丸谷才一がなくなったので少しだけメモしておこうと思う

ジョイス『ユリシーズ』全4巻セット (集英社文庫)  

 

 高校から大学に上がる頃、丸谷才一のエッセイを良く読んだ。当時刊行されていたものはほとんど読んだと思う。小説の方はまったく読まなかった。なぜかはわからないが、さっぱり食指が動かなかったのだ。それは今でも変わらない。でも、今度機会があったら一冊くらいは読んでみようと思う。

 

 丸谷才一は後半生において、擬古的な「旧仮名遣い」で文章を書いた。本当の「舊假名遣ひ」ではなく、現代人にもわかりやすく、使いやすくしたものだ。いやむしろ、旧来の「舊假名遣ひ」よりも、自分が考え出した「旧仮名遣い」の方が優れている、という自信があったのかも知れない。「舊假名遣ひ」はけっこういい加減なものだからだ。しかし、丸谷才一の「旧仮名遣い」はさっぱり広まらなかった。それでも本人はそれをずっと続けていた。
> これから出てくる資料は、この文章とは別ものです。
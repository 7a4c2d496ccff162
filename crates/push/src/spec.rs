//! Parsing of `target:channel` push specs.

use crate::error::PushError;
use crate::types::BuildTarget;

/// Splits a spec into `(target, channel)`.
///
/// The spec is lower-cased first. It must hold exactly one `:` with
/// non-empty text on both sides.
pub fn parse_spec(spec: &str) -> Result<(String, String), PushError> {
    let spec = spec.to_lowercase();
    let tokens: Vec<&str> = spec.split(':').collect();

    match tokens.as_slice() {
        [_] => Err(PushError::Spec(format!(
            "{spec}, missing channel (examples: {spec}:windows-32-beta, {spec}:linux-64)"
        ))),
        [target, channel] if !target.is_empty() && !channel.is_empty() => {
            Ok((target.to_string(), channel.to_string()))
        }
        _ => Err(PushError::Spec(format!(
            "{spec}, expected something of the form user/page:channel"
        ))),
    }
}

impl BuildTarget {
    pub fn parse(spec: &str, user_version: &str) -> Result<Self, PushError> {
        let (target, channel) = parse_spec(spec)?;
        Ok(Self {
            target,
            channel,
            user_version: user_version.to_string(),
        })
    }
}

#[cfg(test)]
mod tests {
    use super::*;

    #[test]
    fn parses_target_and_channel() {
        let (target, channel) = parse_spec("user/game:linux-64").unwrap();
        assert_eq!(target, "user/game");
        assert_eq!(channel, "linux-64");
    }

    #[test]
    fn lowercases_input() {
        let (target, channel) = parse_spec("User/Game:Windows-Beta").unwrap();
        assert_eq!(target, "user/game");
        assert_eq!(channel, "windows-beta");
    }

    #[test]
    fn missing_channel_shows_examples() {
        let msg = parse_spec("user/game").unwrap_err().to_string();
        assert!(msg.contains("missing channel"), "{msg}");
        assert!(msg.contains("user/game:windows-32-beta"), "{msg}");
        assert!(msg.contains("user/game:linux-64"), "{msg}");
    }

    #[test]
    fn too_many_tokens_is_generic() {
        let msg = parse_spec("a:b:c").unwrap_err().to_string();
        assert!(msg.contains("expected something of the form user/page:channel"));
        assert!(!msg.contains("missing channel"));
    }

    #[test]
    fn empty_tokens_are_rejected() {
        for spec in [":linux", "user/game:", ":", ""] {
            let err = parse_spec(spec).unwrap_err();
            assert!(matches!(err, PushError::Spec(_)), "{spec:?} should fail");
        }
    }

    #[test]
    fn build_target_keeps_version() {
        let target = BuildTarget::parse("user/game:osx", "1.4.2").unwrap();
        assert_eq!(target.user_version, "1.4.2");
        assert_eq!(target.channel, "osx");
    }
}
 丸谷才一は知っていたのだと思う。「昔に戻る」なんてことは絶対に無理なんだということを。しかしそれでもなお、それをするのならば、たった一人になっても続ける覚悟が必要なんだってことを。

  今回、せっかくだから「旧仮名遣い」で書いてみようかと思ったが、鬱陶しいのでやめた。「ちょうちょう」を「てふてふ」と書くところに「美」を感じるセンスが、私には欠けているのだ。ユーモアなら感じるけど。

 

 数々のベストセラーと数多のエッセイを遺したけれど、一番お世話になったのは翻訳だ。中でも『ユリシーズ』にはお世話になった。といっても別に深い意味はない。『ユリシーズ』にエロチックな描写があり、昔はアメリカですら発禁にしていたとしても、そちらの方でお世話になれるほどのものではない。ただ、ネルソンの記念像の描写について、注釈に「ひごずいきのようなものを想像して欲しい」とひと言あれば、もっとわかりやすかったとは思うけど。インテリだからそういうところは筆が押さえられてしまったのかもしれない。

 

「正しい日本語」についてもうるさかった。

 確か、「今プロ野球界で一番美しい日本語を喋るのは王貞治」とコメントしていた記憶がある。おそらく、王が中国人だということを念頭に置いた上での発言だろう。

 こうしたちょっとしたひと言にも、粋な目配りを欠かさなかった。

 

 とりあえず、手近に『ウナギと山芋』があるので、この機会に読み返してみようと思う。

 

——歴史というのは、スティーヴンが言った。

ぼくがなんとか目を覚ましたいと思ってる悪夢なんです。